Das primäre Ziel ist es, den Cashflow und dessen Berechnungsmethoden zu erläutern und aufzuzeigen, wie diese Kennzahl zur Bewertung der finanziellen Situation eines Unternehmens genutzt werden kann.
Welche wissenschaftlichen Methoden werden verwendet?
Die Arbeit basiert auf einer fundierten Literaturanalyse bestehender Rechnungslegungsvorschriften und betriebswirtschaftlicher Konzepte zur Cashflow-Ermittlung.
Was wird im Hauptteil der Arbeit behandelt?
Der Hauptteil gliedert sich in die theoretische Definitionsfindung, die detaillierte Darstellung der direkten und indirekten Berechnungsmethoden sowie die Diskussion nationaler und internationaler Standards.
Welche Begriffe charakterisieren die Arbeit am besten?
Die Arbeit wird maßgeblich durch Begriffe wie Cashflow, Liquidität, Jahresabschluss, Bilanzanalyse, Insolvenzvorsorge und Rechnungslegungsstandards charakterisiert.
Warum ist die Unterscheidung zwischen zahlungswirksamen und nicht-zahlungswirksamen Vorgängen so wichtig?
Diese Unterscheidung ist entscheidend, da der Cashflow nur die tatsächlichen Zahlungsströme abbilden soll, während Größen der Gewinn- und Verlustrechnung auch buchhalterische Periodenabgrenzungen enthalten, die nicht sofort liquiditätsrelevant sind.

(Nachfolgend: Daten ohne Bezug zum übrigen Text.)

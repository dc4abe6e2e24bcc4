//! Stage 1: free, rule-based classification of failed cases.

use crate::config::TriageConfig;
use crate::types::{DiagnosisMethod, FailedCase, HeuristicLabel, RootCause};

#[derive(Debug, Clone, PartialEq)]
pub struct HeuristicThresholds {
    /// Cases scoring below this are trivial failures.
    pub trivial_score: f64,
    /// Context metric values below this are retrieval failures.
    pub retrieval: f64,
    pub context_metric: String,
}

impl Default for HeuristicThresholds {
    fn default() -> Self {
        Self::from(&TriageConfig::default())
    }
}

impl From<&TriageConfig> for HeuristicThresholds {
    fn from(cfg: &TriageConfig) -> Self {
        Self {
            trivial_score: cfg.trivial_score_threshold,
            retrieval: cfg.retrieval_threshold,
            context_metric: cfg.context_metric.clone(),
        }
    }
}

/// Trivial is checked before retrieval. A missing context metric is not
/// evidence of a retrieval failure.
pub fn classify(case: &FailedCase, thresholds: &HeuristicThresholds) -> HeuristicLabel {
    if case.score < thresholds.trivial_score {
        return HeuristicLabel::TrivialFailure;
    }
    match case.metric_scores.get(&thresholds.context_metric) {
        Some(v) if *v < thresholds.retrieval => HeuristicLabel::RetrievalFailure,
        _ => HeuristicLabel::Ambiguous,
    }
}

/// Record the label on the case, dropping any diagnosis it arrived with.
/// Returns true when the case is finalized.
pub fn apply(case: &mut FailedCase, label: HeuristicLabel) -> bool {
    case.heuristic_label = Some(label);
    case.diagnosis_method = DiagnosisMethod::NotAnalyzed;
    case.root_cause = None;
    case.llm_judge_analysis = None;
    case.judge_error = None;
    case.judge_attempts = 0;
    match label {
        HeuristicLabel::TrivialFailure => {
            case.diagnosis_method = DiagnosisMethod::Heuristic;
            true
        }
        HeuristicLabel::RetrievalFailure => {
            case.diagnosis_method = DiagnosisMethod::Heuristic;
            case.root_cause = Some(RootCause::Retrieval);
            true
        }
        HeuristicLabel::Ambiguous => false,
    }
}

#[cfg(test)]
mod tests {
    use super::*;
    use crate::types::{FailureType, RootCauseAnalysis};
    use std::collections::HashMap;

    fn case(score: f64, recall: Option<f64>) -> FailedCase {
        let mut metric_scores = HashMap::new();
        if let Some(r) = recall {
            metric_scores.insert("context_recall".to_string(), r);
        }
        FailedCase {
            id: "c".into(),
            question: "q".into(),
            expected_answer: String::new(),
            generated_answer: String::new(),
            score,
            failing_metric: "faithfulness".into(),
            metric_scores,
            retrieved_contexts: vec![],
            root_cause: None,
            diagnosis_method: DiagnosisMethod::NotAnalyzed,
            heuristic_label: None,
            llm_judge_analysis: None,
            judge_error: None,
            judge_attempts: 0,
        }
    }

    #[test]
    fn trivial_wins_over_retrieval() {
        let t = HeuristicThresholds::default();
        assert_eq!(classify(&case(0.1, Some(0.0)), &t), HeuristicLabel::TrivialFailure);
        assert_eq!(classify(&case(0.5, Some(0.05)), &t), HeuristicLabel::RetrievalFailure);
        assert_eq!(classify(&case(0.5, Some(0.5)), &t), HeuristicLabel::Ambiguous);
    }

    #[test]
    fn missing_context_metric_is_ambiguous() {
        let t = HeuristicThresholds::default();
        assert_eq!(classify(&case(0.5, None), &t), HeuristicLabel::Ambiguous);
    }

    #[test]
    fn boundaries_are_exclusive() {
        let t = HeuristicThresholds::default();
        assert_eq!(classify(&case(0.2, Some(0.1)), &t), HeuristicLabel::Ambiguous);
    }

    #[test]
    fn trivial_keeps_root_cause_unset() {
        let mut c = case(0.0, None);
        assert!(apply(&mut c, HeuristicLabel::TrivialFailure));
        assert_eq!(c.diagnosis_method, DiagnosisMethod::Heuristic);
        assert!(c.root_cause.is_none());

        let mut c = case(0.5, Some(0.0));
        assert!(apply(&mut c, HeuristicLabel::RetrievalFailure));
        assert_eq!(c.root_cause, Some(RootCause::Retrieval));
    }

    #[test]
    fn stale_diagnosis_is_dropped() {
        let stale = |score: f64, recall: Option<f64>| FailedCase {
            root_cause: Some(RootCause::Both),
            diagnosis_method: DiagnosisMethod::LlmJudge,
            llm_judge_analysis: Some(RootCauseAnalysis {
                failure_type: FailureType::Both,
                reason: String::new(),
                summary: String::new(),
                advice: String::new(),
                confidence: None,
                model: None,
                prompt_version: None,
            }),
            judge_error: Some("old".into()),
            judge_attempts: 2,
            ..case(score, recall)
        };

        let mut trivial = stale(0.0, None);
        assert!(apply(&mut trivial, HeuristicLabel::TrivialFailure));
        assert_eq!(trivial.diagnosis_method, DiagnosisMethod::Heuristic);
        assert!(trivial.root_cause.is_none());
        assert!(trivial.llm_judge_analysis.is_none());
        assert!(trivial.judge_error.is_none());

        let mut ambiguous = stale(0.5, Some(0.5));
        assert!(!apply(&mut ambiguous, HeuristicLabel::Ambiguous));
        assert_eq!(ambiguous.diagnosis_method, DiagnosisMethod::NotAnalyzed);
        assert!(ambiguous.root_cause.is_none());
        assert!(ambiguous.llm_judge_analysis.is_none());
        assert_eq!(ambiguous.judge_attempts, 0);
    }
}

Welche Rolle spielt die Insolvenzordnung bei der Anwendung der Cashflow-Rechnung?
Die Cashflow-Rechnung dient hier als zentrales Instrument der Insolvenzvorsorge, um drohende Zahlungsunfähigkeit frühzeitig zu erkennen und entsprechende Gegenmaßnahmen einzuleiten.
Wie unterscheidet sich der Cashflow nach HGB von dem nach internationalen Standards wie IFRS/IAS 7?
Während das HGB lange Zeit weniger explizite Anforderungen stellte, zielen die IFRS/IAS 7 auf eine international vergleichbare und präzise Darstellung der Zahlungsströme ab, was jedoch zu unterschiedlichen Ergebnissen bei der Analyse führen kann.